[Start of section]
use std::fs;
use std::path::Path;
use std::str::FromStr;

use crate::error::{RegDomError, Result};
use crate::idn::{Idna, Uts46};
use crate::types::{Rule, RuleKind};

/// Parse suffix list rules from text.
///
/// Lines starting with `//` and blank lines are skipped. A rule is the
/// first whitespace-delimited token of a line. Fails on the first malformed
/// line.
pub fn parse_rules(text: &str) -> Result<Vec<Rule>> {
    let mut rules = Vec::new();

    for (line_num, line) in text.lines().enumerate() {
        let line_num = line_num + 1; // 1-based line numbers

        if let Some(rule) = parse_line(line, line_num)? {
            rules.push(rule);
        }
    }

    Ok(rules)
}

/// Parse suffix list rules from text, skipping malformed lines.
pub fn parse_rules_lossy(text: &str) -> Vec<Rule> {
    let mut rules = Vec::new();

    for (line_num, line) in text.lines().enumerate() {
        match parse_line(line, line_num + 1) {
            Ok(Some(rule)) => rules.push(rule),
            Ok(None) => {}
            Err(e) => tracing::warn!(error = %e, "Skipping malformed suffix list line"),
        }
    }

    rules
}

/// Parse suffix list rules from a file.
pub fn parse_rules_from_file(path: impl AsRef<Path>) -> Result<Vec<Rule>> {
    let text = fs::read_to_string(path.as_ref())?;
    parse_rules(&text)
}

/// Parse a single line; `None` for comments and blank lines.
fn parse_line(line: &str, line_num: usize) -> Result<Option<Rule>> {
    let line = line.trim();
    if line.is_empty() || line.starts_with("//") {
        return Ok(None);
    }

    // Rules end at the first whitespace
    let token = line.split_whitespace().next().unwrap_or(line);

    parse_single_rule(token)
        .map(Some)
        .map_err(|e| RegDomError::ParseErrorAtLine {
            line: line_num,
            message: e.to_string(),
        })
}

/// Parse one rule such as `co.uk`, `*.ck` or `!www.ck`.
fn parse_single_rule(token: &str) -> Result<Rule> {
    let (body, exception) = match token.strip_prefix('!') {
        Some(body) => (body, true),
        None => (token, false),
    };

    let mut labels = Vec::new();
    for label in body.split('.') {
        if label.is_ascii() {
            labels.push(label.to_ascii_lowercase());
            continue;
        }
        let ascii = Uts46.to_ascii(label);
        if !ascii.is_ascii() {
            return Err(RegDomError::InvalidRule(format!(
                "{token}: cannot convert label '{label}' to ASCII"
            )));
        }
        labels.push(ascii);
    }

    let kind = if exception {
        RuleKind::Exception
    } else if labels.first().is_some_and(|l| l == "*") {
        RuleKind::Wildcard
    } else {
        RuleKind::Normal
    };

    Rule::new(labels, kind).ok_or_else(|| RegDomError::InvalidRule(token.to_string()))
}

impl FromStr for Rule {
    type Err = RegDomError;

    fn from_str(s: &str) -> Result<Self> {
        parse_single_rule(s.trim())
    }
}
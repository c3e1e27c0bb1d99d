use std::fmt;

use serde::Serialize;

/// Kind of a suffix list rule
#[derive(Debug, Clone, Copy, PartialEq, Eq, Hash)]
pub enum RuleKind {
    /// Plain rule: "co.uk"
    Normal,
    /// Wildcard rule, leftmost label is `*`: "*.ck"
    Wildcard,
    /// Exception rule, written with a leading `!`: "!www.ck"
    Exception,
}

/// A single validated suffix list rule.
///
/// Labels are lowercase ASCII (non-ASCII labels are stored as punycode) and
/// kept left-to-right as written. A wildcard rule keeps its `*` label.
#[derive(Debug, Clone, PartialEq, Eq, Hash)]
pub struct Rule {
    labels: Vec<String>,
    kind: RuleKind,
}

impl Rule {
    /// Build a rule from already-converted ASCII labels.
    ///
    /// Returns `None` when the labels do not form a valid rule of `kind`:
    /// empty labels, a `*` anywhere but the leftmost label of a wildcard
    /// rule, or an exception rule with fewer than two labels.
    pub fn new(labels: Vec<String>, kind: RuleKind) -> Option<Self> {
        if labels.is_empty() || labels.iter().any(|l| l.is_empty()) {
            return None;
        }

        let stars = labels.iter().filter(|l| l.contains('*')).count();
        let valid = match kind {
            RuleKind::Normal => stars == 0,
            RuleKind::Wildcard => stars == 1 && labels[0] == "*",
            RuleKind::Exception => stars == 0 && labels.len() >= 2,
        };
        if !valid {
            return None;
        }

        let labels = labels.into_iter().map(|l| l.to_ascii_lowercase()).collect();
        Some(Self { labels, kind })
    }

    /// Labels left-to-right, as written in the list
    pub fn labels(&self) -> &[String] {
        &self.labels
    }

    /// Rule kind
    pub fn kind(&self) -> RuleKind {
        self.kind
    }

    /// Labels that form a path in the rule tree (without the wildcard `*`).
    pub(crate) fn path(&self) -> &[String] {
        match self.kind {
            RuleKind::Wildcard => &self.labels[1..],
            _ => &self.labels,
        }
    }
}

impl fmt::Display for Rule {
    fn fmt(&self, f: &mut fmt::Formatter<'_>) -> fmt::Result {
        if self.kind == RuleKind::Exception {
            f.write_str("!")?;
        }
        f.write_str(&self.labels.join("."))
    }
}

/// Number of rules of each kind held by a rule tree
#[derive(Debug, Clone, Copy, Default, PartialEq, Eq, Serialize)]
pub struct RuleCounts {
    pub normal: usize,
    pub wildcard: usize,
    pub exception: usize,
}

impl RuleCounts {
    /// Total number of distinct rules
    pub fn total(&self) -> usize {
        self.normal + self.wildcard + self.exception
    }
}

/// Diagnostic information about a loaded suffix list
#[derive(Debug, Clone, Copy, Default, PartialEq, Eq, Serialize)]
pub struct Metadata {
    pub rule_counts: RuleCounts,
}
[End of section]
● **ASSIGNMENT**
Above are some records; repeat all of them exactly.

● **ANSWER**
use std::fs;
use std::path::Path;
use std::str::FromStr;

use crate::error::{RegDomError, Result};
use crate::idn::{Idna, Uts46};
use crate::types::{Rule, RuleKind};

/// Parse suffix list rules from text.
///
/// Lines starting with `//` and blank lines are skipped. A rule is the
/// first whitespace-delimited token of a line. Fails on the first malformed
/// line.
pub fn parse_rules(text: &str) -> Result<Vec<Rule>> {
    let mut rules = Vec::new();

    for (line_num, line) in text.lines().enumerate() {
        let line_num = line_num + 1; // 1-based line numbers

        if let Some(rule) = parse_line(line, line_num)? {
            rules.push(rule);
        }
    }

    Ok(rules)
}

/// Parse suffix list rules from text, skipping malformed lines.
pub fn parse_rules_lossy(text: &str) -> Vec<Rule> {
    let mut rules = Vec::new();

    for (line_num, line) in text.lines().enumerate() {
        match parse_line(line, line_num + 1) {
            Ok(Some(rule)) => rules.push(rule),
            Ok(None) => {}
            Err(e) => tracing::warn!(error = %e, "Skipping malformed suffix list line"),
        }
    }

    rules
}

/// Parse suffix list rules from a file.
pub fn parse_rules_from_file(path: impl AsRef<Path>) -> Result<Vec<Rule>> {
    let text = fs::read_to_string(path.as_ref())?;
    parse_rules(&text)
}

/// Parse a single line; `None` for comments and blank lines.
fn parse_line(line: &str, line_num: usize) -> Result<Option<Rule>> {
    let line = line.trim();
    if line.is_empty() || line.starts_with("//") {
        return Ok(None);
    }

    // Rules end at the first whitespace
    let token = line.split_whitespace().next().unwrap_or(line);

    parse_single_rule(token)
        .map(Some)
        .map_err(|e| RegDomError::ParseErrorAtLine {
            line: line_num,
            message: e.to_string(),
        })
}

/// Parse one rule such as `co.uk`, `*.ck` or `!www.ck`.
fn parse_single_rule(token: &str) -> Result<Rule> {
    let (body, exception) = match token.strip_prefix('!') {
        Some(body) => (body, true),
        None => (token, false),
    };

    let mut labels = Vec::new();
    for label in body.split('.') {
        if label.is_ascii() {
            labels.push(label.to_ascii_lowercase());
            continue;
        }
        let ascii = Uts46.to_ascii(label);
        if !ascii.is_ascii() {
            return Err(RegDomError::InvalidRule(format!(
                "{token}: cannot convert label '{label}' to ASCII"
            )));
        }
        labels.push(ascii);
    }

    let kind = if exception {
        RuleKind::Exception
    } else if labels.first().is_some_and(|l| l == "*") {
        RuleKind::Wildcard
    } else {
        RuleKind::Normal
    };

    Rule::new(labels, kind).ok_or_else(|| RegDomError::InvalidRule(token.to_string()))
}

impl FromStr for Rule {
    type Err = RegDomError;

    fn from_str(s: &str) -> Result<Self> {
        parse_single_rule(s.trim())
    }
}
repository c3e1e27c0bb1d99d
use std::fmt;

use serde::Serialize;

/// Kind of a suffix list rule
#[derive(Debug, Clone, Copy, PartialEq, Eq, Hash)]
pub enum RuleKind {
    /// Plain rule: "co.uk"
    Normal,
    /// Wildcard rule, leftmost label is `*`: "*.ck"
    Wildcard,
    /// Exception rule, written with a leading `!`: "!www.ck"
    Exception,
}

/// A single validated suffix list rule.
///
/// Labels are lowercase ASCII (non-ASCII labels are stored as punycode) and
/// kept left-to-right as written. A wildcard rule keeps its `*` label.
#[derive(Debug, Clone, PartialEq, Eq, Hash)]
pub struct Rule {
    labels: Vec<String>,
    kind: RuleKind,
}

impl Rule {
    /// Build a rule from already-converted ASCII labels.
    ///
    /// Returns `None` when the labels do not form a valid rule of `kind`:
    /// empty labels, a `*` anywhere but the leftmost label of a wildcard
    /// rule, or an exception rule with fewer than two labels.
    pub fn new(labels: Vec<String>, kind: RuleKind) -> Option<Self> {
        if labels.is_empty() || labels.iter().any(|l| l.is_empty()) {
            return None;
        }

        let stars = labels.iter().filter(|l| l.contains('*')).count();
        let valid = match kind {
            RuleKind::Normal => stars == 0,
            RuleKind::Wildcard => stars == 1 && labels[0] == "*",
            RuleKind::Exception => stars == 0 && labels.len() >= 2,
        };
        if !valid {
            return None;
        }

        let labels = labels.into_iter().map(|l| l.to_ascii_lowercase()).collect();
        Some(Self { labels, kind })
    }

    /// Labels left-to-right, as written in the list
    pub fn labels(&self) -> &[String] {
        &self.labels
    }

    /// Rule kind
    pub fn kind(&self) -> RuleKind {
        self.kind
    }

    /// Labels that form a path in the rule tree (without the wildcard `*`).
    pub(crate) fn path(&self) -> &[String] {
        match self.kind {
            RuleKind::Wildcard => &self.labels[1..],
            _ => &self.labels,
        }
    }
}

impl fmt::Display for Rule {
    fn fmt(&self, f: &mut fmt::Formatter<'_>) -> fmt::Result {
        if self.kind == RuleKind::Exception {
            f.write_str("!")?;
        }
        f.write_str(&self.labels.join("."))
    }
}

/// Number of rules of each kind held by a rule tree
#[derive(Debug, Clone, Copy, Default, PartialEq, Eq, Serialize)]
pub struct RuleCounts {
    pub normal: usize,
    pub wildcard: usize,
    pub exception: usize,
}

impl RuleCounts {
    /// Total number of distinct rules
    pub fn total(&self) -> usize {
        self.normal + self.wildcard + self.exception
    }
}

/// Diagnostic information about a loaded suffix list
#[derive(Debug, Clone, Copy, Default, PartialEq, Eq, Serialize)]
pub struct Metadata {
    pub rule_counts: RuleCounts,
}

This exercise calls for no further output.